Abnormal voltage waveform: The oscilloscope displays spikes, oscillations, or distortions in the voltage waveform, which may indicate that the resistor itself (or its degradation) has introduced a problem at a specific frequency, but it is more likely to be a problem with other parts of the circuit.
Conclusion: Power on verification can identify dynamic performance issues that are difficult to capture through static measurements (such as changes in resistance under high current, poor contact) or overload risks. Abnormal heating or significant deviation in calculated resistance values are signs of poor performance. The abnormal voltage waveform requires further analysis.
Temperature coefficient considerations (advanced/specific requirements):
An important advantage of alloy resistors is their extremely low temperature coefficient (TCR).
If the application requires extremely high stability of resistance with temperature changes (such as precision measurement), static resistance measurements can be repeated at different ambient temperatures (or local heating/cooling of the resistor) to observe whether the changes exceed the TCR range calibrated in the specification book.

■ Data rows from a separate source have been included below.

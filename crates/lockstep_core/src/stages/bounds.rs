//! Axis aligned crop box shared by the lidar and label stages.

use crate::config::StageSettings;
use crate::orchestrator::{StageError, StageResult};

pub const MIN_KEY: &str = "min_xyz";
pub const MAX_KEY: &str = "max_xyz";

#[derive(Debug, Clone, Copy, PartialEq)]
pub struct CropBounds {
    pub min: [f64; 3],
    pub max: [f64; 3],
}

impl CropBounds {
    /// Read `min_xyz`/`max_xyz` from stage parameters.
    pub fn from_settings(settings: &StageSettings) -> StageResult<Self> {
        let min = xyz(settings, MIN_KEY)?;
        let max = xyz(settings, MAX_KEY)?;
        if (0..3).any(|i| min[i] > max[i]) {
            return Err(StageError::invalid_parameter(
                MIN_KEY,
                format!("{:?} exceeds {} {:?}", min, MAX_KEY, max),
            ));
        }
        Ok(Self { min, max })
    }

    /// Bounds only if both keys are present.
    pub fn from_optional(settings: &StageSettings) -> StageResult<Option<Self>> {
        if settings.params.contains_key(MIN_KEY) || settings.params.contains_key(MAX_KEY) {
            Self::from_settings(settings).map(Some)
        } else {
            Ok(None)
        }
    }

    /// Inclusive on both ends.
    pub fn contains(&self, p: [f64; 3]) -> bool {
        (0..3).all(|i| p[i] >= self.min[i] && p[i] <= self.max[i])
    }
}

fn xyz(settings: &StageSettings, key: &str) -> StageResult<[f64; 3]> {
    if !settings.params.contains_key(key) {
        return Err(StageError::missing_parameter(key));
    }
    match settings.param_f64_list(key).as_deref() {
        Some(&[x, y, z]) => Ok([x, y, z]),
        _ => Err(StageError::invalid_parameter(key, "expected three numbers")),
    }
}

Conclusion: TCR exceeding the standard indicates insufficient stability of the resistance during temperature changes, which is considered poor in precision applications.

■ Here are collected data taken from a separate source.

//! Settings struct with TOML-based sections.
//!
//! Settings are organized into logical sections that map to TOML tables.

use std::collections::BTreeMap;
use std::path::PathBuf;
use std::time::Duration;

use serde::{Deserialize, Serialize};

use crate::logging::LogLevel;
use crate::models::{Modality, StageGroup};

/// Root settings structure containing all configuration sections.
#[derive(Debug, Clone, Default, PartialEq, Serialize, Deserialize)]
pub struct Settings {
    /// Input data locations and modality switches.
    #[serde(default)]
    pub data: DataSettings,

    /// Processing stages, per stage group.
    #[serde(default)]
    pub proc: ProcSettings,

    /// Loop and prefetch pacing.
    #[serde(default)]
    pub threads: ThreadSettings,

    /// Logging configuration.
    #[serde(default)]
    pub logging: LoggingSettings,

    /// Presentation switches.
    #[serde(default)]
    pub visualization: VisualizationSettings,

    /// Where post stages write their results.
    #[serde(default)]
    pub outputs: OutputSettings,
}

impl Settings {
    /// Whether a modality is enabled.
    pub fn modality_enabled(&self, modality: Modality) -> bool {
        match modality {
            Modality::Lidar => self.data.lidar.enabled,
            Modality::Camera => self.data.camera.enabled,
            Modality::Calib => self.data.calib.enabled,
            Modality::Label => self.data.label.enabled,
        }
    }
}

/// Input data layout.
#[derive(Debug, Clone, PartialEq, Serialize, Deserialize)]
pub struct DataSettings {
    /// Dataset root.
    #[serde(default = "default_data_path")]
    pub path: String,

    #[serde(default = "default_lidar_subdir")]
    pub lidar_subdir: String,

    #[serde(default = "default_camera_subdir")]
    pub camera_subdir: String,

    #[serde(default = "default_calib_subdir")]
    pub calib_subdir: String,

    #[serde(default = "default_label_subdir")]
    pub label_subdir: String,

    /// Point cloud file extension.
    #[serde(default = "default_pcd_type")]
    pub pcd_type: String,

    /// Image file extension.
    #[serde(default = "default_img_type")]
    pub img_type: String,

    /// Calibration file extension.
    #[serde(default = "default_clb_type")]
    pub clb_type: String,

    /// Maximum number of records loaded per modality.
    #[serde(default = "default_size")]
    pub size: usize,

    #[serde(default = "default_enabled")]
    pub lidar: ModalitySettings,

    #[serde(default = "default_enabled")]
    pub camera: ModalitySettings,

    #[serde(default = "default_enabled")]
    pub calib: ModalitySettings,

    #[serde(default)]
    pub label: LabelSettings,
}

fn default_data_path() -> String {
    "data".to_string()
}

fn default_lidar_subdir() -> String {
    "velodyne".to_string()
}

fn default_camera_subdir() -> String {
    "image_2".to_string()
}

fn default_calib_subdir() -> String {
    "calib".to_string()
}

fn default_label_subdir() -> String {
    "label_2".to_string()
}

fn default_pcd_type() -> String {
    ".bin".to_string()
}

fn default_img_type() -> String {
    ".png".to_string()
}

fn default_clb_type() -> String {
    ".txt".to_string()
}

fn default_size() -> usize {
    10_000
}

fn default_enabled() -> ModalitySettings {
    ModalitySettings { enabled: true }
}

impl Default for DataSettings {
    fn default() -> Self {
        Self {
            path: default_data_path(),
            lidar_subdir: default_lidar_subdir(),
            camera_subdir: default_camera_subdir(),
            calib_subdir: default_calib_subdir(),
            label_subdir: default_label_subdir(),
            pcd_type: default_pcd_type(),
            img_type: default_img_type(),
            clb_type: default_clb_type(),
            size: default_size(),
            lidar: default_enabled(),
            camera: default_enabled(),
            calib: default_enabled(),
            label: LabelSettings::default(),
        }
    }
}

impl DataSettings {
    /// Directory holding the records of a modality.
    pub fn modality_dir(&self, modality: Modality) -> PathBuf {
        let subdir = match modality {
            Modality::Lidar => &self.lidar_subdir,
            Modality::Camera => &self.camera_subdir,
            Modality::Calib => &self.calib_subdir,
            Modality::Label => &self.label_subdir,
        };
        PathBuf::from(&self.path).join(subdir)
    }
}

/// On/off switch for one modality.
#[derive(Debug, Clone, Default, PartialEq, Serialize, Deserialize)]
pub struct ModalitySettings {
    #[serde(default)]
    pub enabled: bool,
}

/// Label modality switch and format.
#[derive(Debug, Clone, PartialEq, Serialize, Deserialize)]
pub struct LabelSettings {
    #[serde(default)]
    pub enabled: bool,

    /// Annotation format name. Validated when the engine is configured.
    #[serde(default = "default_lbl_type")]
    pub lbl_type: String,
}

fn default_lbl_type() -> String {
    "kitti".to_string()
}

impl Default for LabelSettings {
    fn default() -> Self {
        Self {
            enabled: false,
            lbl_type: default_lbl_type(),
        }
    }
}

/// Stage configuration per group, keyed by stage name.
#[derive(Debug, Clone, Default, PartialEq, Serialize, Deserialize)]
pub struct ProcSettings {
    #[serde(default)]
    pub lidar: BTreeMap<String, StageSettings>,
    #[serde(default)]
    pub camera: BTreeMap<String, StageSettings>,
    #[serde(default)]
    pub calib: BTreeMap<String, StageSettings>,
    #[serde(default)]
    pub label: BTreeMap<String, StageSettings>,
    #[serde(default)]
    pub post: BTreeMap<String, StageSettings>,
}

impl ProcSettings {
    /// Stage entries of one group.
    pub fn group(&self, group: StageGroup) -> &BTreeMap<String, StageSettings> {
        match group {
            StageGroup::Lidar => &self.lidar,
            StageGroup::Camera => &self.camera,
            StageGroup::Calib => &self.calib,
            StageGroup::Label => &self.label,
            StageGroup::Post => &self.post,
        }
    }

    /// Mutable stage entries of one group.
    pub fn group_mut(&mut self, group: StageGroup) -> &mut BTreeMap<String, StageSettings> {
        match group {
            StageGroup::Lidar => &mut self.lidar,
            StageGroup::Camera => &mut self.camera,
            StageGroup::Calib => &mut self.calib,
            StageGroup::Label => &mut self.label,
            StageGroup::Post => &mut self.post,
        }
    }

    /// Look up one stage's settings.
    pub fn stage(&self, group: StageGroup, name: &str) -> Option<&StageSettings> {
        self.group(group).get(name)
    }
}

/// Configuration of a single stage.
///
/// `enabled` and `priority` are reserved; every other key is a parameter
/// handed to the stage.
#[derive(Debug, Clone, Default, PartialEq, Serialize, Deserialize)]
pub struct StageSettings {
    #[serde(default)]
    pub enabled: bool,

    /// Lower runs earlier.
    #[serde(default)]
    pub priority: i64,

    #[serde(flatten)]
    pub params: toml::Table,
}

impl StageSettings {
    pub fn new(enabled: bool, priority: i64) -> Self {
        Self {
            enabled,
            priority,
            params: toml::Table::new(),
        }
    }

    /// Builder-style parameter setter.
    pub fn with_param(mut self, key: &str, value: impl Into<toml::Value>) -> Self {
        self.params.insert(key.to_string(), value.into());
        self
    }

    /// Numeric parameter; integers are widened.
    pub fn param_f64(&self, key: &str) -> Option<f64> {
        match self.params.get(key)? {
            toml::Value::Float(f) => Some(*f),
            toml::Value::Integer(i) => Some(*i as f64),
            _ => None,
        }
    }

    pub fn param_bool(&self, key: &str) -> Option<bool> {
        self.params.get(key)?.as_bool()
    }

    pub fn param_str(&self, key: &str) -> Option<&str> {
        self.params.get(key)?.as_str()
    }

    /// Numeric array parameter. `None` if any element is not a number.
    pub fn param_f64_list(&self, key: &str) -> Option<Vec<f64>> {
        self.params
            .get(key)?
            .as_array()?
            .iter()
            .map(|v| match v {
                toml::Value::Float(f) => Some(*f),
                toml::Value::Integer(i) => Some(*i as f64),
                _ => None,
            })
            .collect()
    }

    /// String array parameter. `None` if any element is not a string.
    pub fn param_str_list(&self, key: &str) -> Option<Vec<String>> {
        self.params
            .get(key)?
            .as_array()?
            .iter()
            .map(|v| v.as_str().map(str::to_string))
            .collect()
    }
}

/// Pacing of background work, in seconds.
#[derive(Debug, Clone, PartialEq, Serialize, Deserialize)]
pub struct ThreadSettings {
    /// Sleep between two prefetched records, clamped to [`MAX_SLEEP_SECS`].
    #[serde(default = "default_io_sleep")]
    pub io_sleep: f64,

    /// Sleep between two scheduler ticks, clamped to [`MAX_SLEEP_SECS`].
    #[serde(default = "default_vis_sleep")]
    pub vis_sleep: f64,
}

fn default_io_sleep() -> f64 {
    0.01
}

fn default_vis_sleep() -> f64 {
    0.01
}

impl Default for ThreadSettings {
    fn default() -> Self {
        Self {
            io_sleep: default_io_sleep(),
            vis_sleep: default_vis_sleep(),
        }
    }
}

impl ThreadSettings {
    pub fn io_interval(&self) -> Duration {
        seconds(self.io_sleep)
    }

    pub fn tick_interval(&self) -> Duration {
        seconds(self.vis_sleep)
    }
}

/// Longest sleep either interval may take. Larger values are clamped.
pub const MAX_SLEEP_SECS: f64 = 60.0;

fn seconds(value: f64) -> Duration {
    if value.is_nan() || value <= 0.0 {
        return Duration::ZERO;
    }
    Duration::try_from_secs_f64(value.min(MAX_SLEEP_SECS))
        .unwrap_or(Duration::from_secs(MAX_SLEEP_SECS as u64))
}

/// Logging configuration.
#[derive(Debug, Clone, PartialEq, Serialize, Deserialize)]
pub struct LoggingSettings {
    /// Minimum level for the run log.
    #[serde(default)]
    pub level: LogLevel,

    /// Folder for run log files.
    #[serde(default = "default_logs_folder")]
    pub logs_folder: String,

    /// Keep per-tick chatter out of the log.
    #[serde(default = "default_true")]
    pub compact: bool,

    /// Number of recent lines replayed when a stage fails.
    #[serde(default = "default_error_tail")]
    pub error_tail: u32,
}

fn default_logs_folder() -> String {
    ".logs".to_string()
}

fn default_true() -> bool {
    true
}

fn default_error_tail() -> u32 {
    20
}

impl Default for LoggingSettings {
    fn default() -> Self {
        Self {
            level: LogLevel::default(),
            logs_folder: default_logs_folder(),
            compact: true,
            error_tail: default_error_tail(),
        }
    }
}

#[derive(Debug, Clone, PartialEq, Serialize, Deserialize)]
pub struct VisualizationSettings {
    #[serde(default = "default_true")]
    pub enabled: bool,
}

impl Default for VisualizationSettings {
    fn default() -> Self {
        Self { enabled: true }
    }
}

#[derive(Debug, Clone, PartialEq, Serialize, Deserialize)]
pub struct OutputSettings {
    #[serde(default = "default_output_path")]
    pub path: String,
}

fn default_output_path() -> String {
    "outputs".to_string()
}

impl Default for OutputSettings {
    fn default() -> Self {
        Self {
            path: default_output_path(),
        }
    }
}

/// Top-level configuration tables, in file order.
#[derive(Debug, Clone, Copy, PartialEq, Eq)]
pub enum ConfigSection {
    Data,
    Proc,
    Threads,
    Logging,
    Visualization,
    Outputs,
}

impl ConfigSection {
    /// Every section, in file order.
    pub const ALL: [ConfigSection; 6] = [
        ConfigSection::Data,
        ConfigSection::Proc,
        ConfigSection::Threads,
        ConfigSection::Logging,
        ConfigSection::Visualization,
        ConfigSection::Outputs,
    ];

    /// Get the TOML table name for this section.
    pub fn table_name(&self) -> &'static str {
        match self {
            ConfigSection::Data => "data",
            ConfigSection::Proc => "proc",
            ConfigSection::Threads => "threads",
            ConfigSection::Logging => "logging",
            ConfigSection::Visualization => "visualization",
            ConfigSection::Outputs => "outputs",
        }
    }

    /// Comment written above the section.
    pub fn description(&self) -> &'static str {
        match self {
            ConfigSection::Data => "Input data locations and modality switches",
            ConfigSection::Proc => "Processing stages per group (lower priority runs first)",
            ConfigSection::Threads => "Prefetch and scheduler pacing, in seconds",
            ConfigSection::Logging => "Logging configuration",
            ConfigSection::Visualization => "Presentation",
            ConfigSection::Outputs => "Export locations",
        }
    }
}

Substitution method (ultimate verification):
When the above methods still cannot determine the quality of the resistance, or suspect that it is the only/main cause of circuit failure, you can try replacing it with a known good, new alloy resistor of the same specification.
Conclusion: If the circuit function returns to normal after replacement, it can be basically confirmed that the original resistor is faulty.

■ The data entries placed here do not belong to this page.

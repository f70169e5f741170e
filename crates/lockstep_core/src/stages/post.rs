//! Post stages, run after every modality group.

use std::fs;
use std::path::{Path, PathBuf};

use crate::config::StageSettings;
use crate::data_bag::{keys, DataBag};
use crate::orchestrator::{Stage, StageContext, StageError, StageResult};

/// Writes the frame's label list as JSON to `<outputs.path>/<basename>.json`.
///
/// The basename comes from the first record path in the bag (label, point
/// cloud, image, calibration), falling back to the zero-padded frame index.
pub struct ExportLabelsStage;

impl ExportLabelsStage {
    pub const NAME: &'static str = "export_labels";

    pub fn from_settings(_settings: &StageSettings) -> StageResult<Self> {
        Ok(Self)
    }

    fn output_path(&self, bag: &DataBag, dir: &Path) -> Option<PathBuf> {
        let from_records = [
            keys::LABEL_PATH,
            keys::POINT_CLOUD_PATH,
            keys::IMAGE_PATH,
            keys::CALIB_PATH,
        ]
        .iter()
        .filter_map(|key| bag.get::<PathBuf>(key))
        .find_map(|path| path.file_stem())
        .map(|stem| stem.to_string_lossy().into_owned());

        let basename = from_records.or_else(|| {
            bag.get::<usize>(keys::FRAME_INDEX)
                .map(|i| format!("{:06}", i))
        })?;
        Some(dir.join(format!("{}.json", basename)))
    }
}

impl Stage for ExportLabelsStage {
    fn name(&self) -> &str {
        Self::NAME
    }

    fn required_keys(&self) -> &[&'static str] {
        &[keys::LABEL_LIST]
    }

    fn run(&self, bag: &mut DataBag, ctx: &StageContext) -> StageResult<()> {
        if !ctx.require(bag, self.name(), self.required_keys()) {
            return Ok(());
        }
        let dir = ctx.output_dir();
        let path = self
            .output_path(bag, &dir)
            .ok_or_else(|| StageError::other("cannot name the export file for this frame"))?;
        let labels = bag.labels().map(Vec::as_slice).unwrap_or(&[]);

        let json = serde_json::to_string_pretty(labels)
            .map_err(|e| StageError::other(format!("failed to serialize labels: {}", e)))?;
        fs::create_dir_all(&dir).map_err(|e| StageError::io("creating output directory", e))?;
        fs::write(&path, json).map_err(|e| StageError::io("writing label export", e))?;

        ctx.logger.tick(&format!(
            "[{}] {} labels -> {}",
            self.name(),
            labels.len(),
            path.display()
        ));
        Ok(())
    }
}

Summarize and judge the logical chain:
Appearance: Is there any physical damage? → Yes=bad; No → Next step.
Power off resistance measurement: (must be isolated for measurement!)
Open circuit or short circuit? → Yes=bad;
Is the resistance within the tolerance range? → Yes → Preliminary judgment is good; No=bad.
Power on verification (if static is good but the circuit is still abnormal):
Abnormal/unstable resistance calculation? → Yes=bad;
Abnormal fever? → Yes=bad or about to break;
Normal? The resistor itself may be fine, check other parts of the circuit.
(Optional) Checking temperature drift: TCR exceeding the standard? → Yes=bad (for high-precision applications).
(Difficult and complicated symptoms) Replacement method: Is the circuit better after replacing with a new one? → Yes=The original resistor is broken.
Key precautions:
Safety first: power-off measurement! Be careful when conducting electrical measurements to avoid short circuits and electric shock.
Accuracy matching: Choose measurement tools with appropriate accuracy, especially for milliohm level resistors.
Four wire system priority: For precise measurement of low resistance values, try to use the four wire system function of a milliohmmeter or multimeter as much as possible.
Isolation measurement: Static measurement must ensure that the resistance is disconnected from other parts of the circuit, which is the most common mistake.
Specification reference: Always refer to the official datasheet of the resistor to check its nominal value, tolerance, rated power, TCR and other parameters.
Understanding application: Judging good or bad ultimately serves the functionality of the circuit. A resistor with a resistance value within the tolerance, if its power, voltage, TCR and other parameters do not meet the actual circuit requirements, is also considered "bad" (not suitable).
By following the above logical and step-by-step inspection method, combined with necessary tools and careful operation, the quality of alloy resistance can be effectively judged.